Chapter 3: Aquinas’s logical reasoning

Eventually, Feser settles down to tell us a bit about Aquinas. In particular, his method of reasoning:

What Aquinas is doing can be understood by comparison with the sort of reasoning familiar from geometry and mathematics in general. Take the Pythagorean theorem, for example. Once you understand the axiomatic method, the definition of triangularity, and so forth, and then reason through a particular proof of the theorem, you can see that the theorem must be true, and necessarily so. It is not a “hypothesis” “postulated” to “explain” certain “evidence,” and it is not merely “probable.” [p.81]

Metaphysical arguments of the sort Aquinas is interested in combine elements of both these other forms of reasoning: they take obvious, though empirical, starting points, and try to show that from these starting points, together with certain conceptual premises, certain metaphysical conclusions follow necessarily. [p.83]

In other words, Aquinas is trying to prove God the way you’d prove a mathematical theorem, through logic and reason, and most emphatically not through observation. You could sum this up as “it stands to reason”.

There are a few problems with this approach: while mathematics is undeniably useful, it also describes a lot of things that don’t actually exist. For instance, Wikipedia defines a Hilbert space as a generalization of Euclidean space, one that can have thousands, or even an infinite number of dimensions, instead of our paltry three or four or twenty-some.

More trivially, mathematics tells us that if you put six quadrillion apples into a basket, and add another eight quadrillion apples, you’ll have fourteen quadrillion apples in your basket. This is obviously false because there aren’t that many apples on the planet, and no basket that can hold them all. In this case, the math describes a world with fourteen quadrillion apples, which is not the world we live in.

The point of this isn’t that mathematics is broken, but rather that it’s important to make sure that you’ve picked the sort of mathematics that describes the world you’re living in, and specifically the problem you’re studying. Don’t go beyond its area of applicability: Euclidean geometry might work on the scale of a town, but not that of a continent, where you have to take the earth’s curvature into account, lest you get wrong answers.

Furthermore, the longer a demonstration goes on, the greater the odds that it’ll contain some error in reasoning, perhaps a subtle one. When Andrew Wiles presented his proof of Fermat’s last theorem, several reviewers went over it looking for errors (and found some). That’s why, when you’re drawing conclusions about the real world, it’s important to have a reality check from time to time to make sure you haven’t gone off the rails. But Feser sees no need for this.

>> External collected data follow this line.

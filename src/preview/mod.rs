//! Sandboxed HTML/CSS/JavaScript previews.
//!
//! [`Composer`] turns a [`FileSet`] plus a [`DependencyMap`] into one
//! self-contained [`ComposedDocument`]. [`PreviewHost`] renders composed
//! documents in isolated frames and listens for the frame's resize messages.
//! [`PreviewSessions`] keeps one host per HTTP preview session.
//!
//! ```text
//!  FileSet + DependencyMap
//!          │
//!          ▼
//!     ┌──────────┐   skeleton::split    ┌───────────┐
//!     │ Composer │ ───────────────────▶ │ dom::Node │ ──▶ ComposedDocument
//!     └──────────┘                      └───────────┘          │
//!                                                              ▼
//!     ┌─────────────┐  refresh()   ┌───────────────┐   load   ┌─────────────┐
//!     │ PreviewHost │ ───────────▶ │ IsolatedFrame │ ───────▶ │ FrameLoader │
//!     └─────────────┘              └───────────────┘          └─────────────┘
//!            ▲
//!            └──── {type: "resize", height} from the current frame only
//! ```

pub mod composer;
pub mod dom;
pub mod frame;
pub mod host;
pub mod message;
pub mod sessions;
pub mod skeleton;

pub use composer::{ComposedDocument, Composer, DependencyKind, DependencyRef, compose};
pub use frame::{FrameId, FrameLoader, FrameRegistry, IsolatedFrame, SandboxPolicy};
pub use host::{DEFAULT_FRAME_HEIGHT, PreviewHost, PreviewState};
pub use message::{ResizeMessage, parse_host_message, parse_host_message_str};
pub use sessions::{PreviewSessions, SessionId, SessionStatus};

use std::collections::BTreeMap;

use serde::{Deserialize, Serialize};

/// Package or asset identifier → URL or version string.
///
/// Ordered so that composed output is deterministic.
pub type DependencyMap = BTreeMap<String, String>;

/// The files of a preview bundle.
///
/// Serialized with the file names as keys. `script.js` is accepted as an
/// alias for `index.js`; any other key is ignored.
#[derive(Debug, Clone, Default, PartialEq, Eq, Serialize, Deserialize)]
pub struct FileSet {
    #[serde(rename = "index.html", default, skip_serializing_if = "Option::is_none")]
    pub html: Option<String>,
    #[serde(rename = "styles.css", default, skip_serializing_if = "Option::is_none")]
    pub css: Option<String>,
    #[serde(
        rename = "index.js",
        alias = "script.js",
        default,
        skip_serializing_if = "Option::is_none"
    )]
    pub js: Option<String>,
}

impl FileSet {
    pub fn is_empty(&self) -> bool {
        self.html.is_none() && self.css.is_none() && self.js.is_none()
    }
}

In a criticism of “scientism”, Feser says that science makes certain metaphysical assumptions:

Of its very nature, scientific investigation takes for granted such assumptions as that: there is a physical world existing independently of our minds; this world is characterized by various objective patterns and regularities; our senses are at least partially reliable sources of information about this world; there are objective laws of logic and mathematics that apply to the objective world outside our minds; our cognitive powers – of concept-formation, reasoning from premises to a conclusion, and so forth – afford us a grasp of these laws and can reliably take us from evidence derived from the senses to conclusions about the physical world; the language we use can adequately express truths about these laws and about the external world; and so on and on. [p. 84]

Maybe a scientist or philosopher of science will correct me, but this doesn’t seem quite right:

there is a physical world existing independently of our minds
I think this is a working assumption, one that could be proved wrong.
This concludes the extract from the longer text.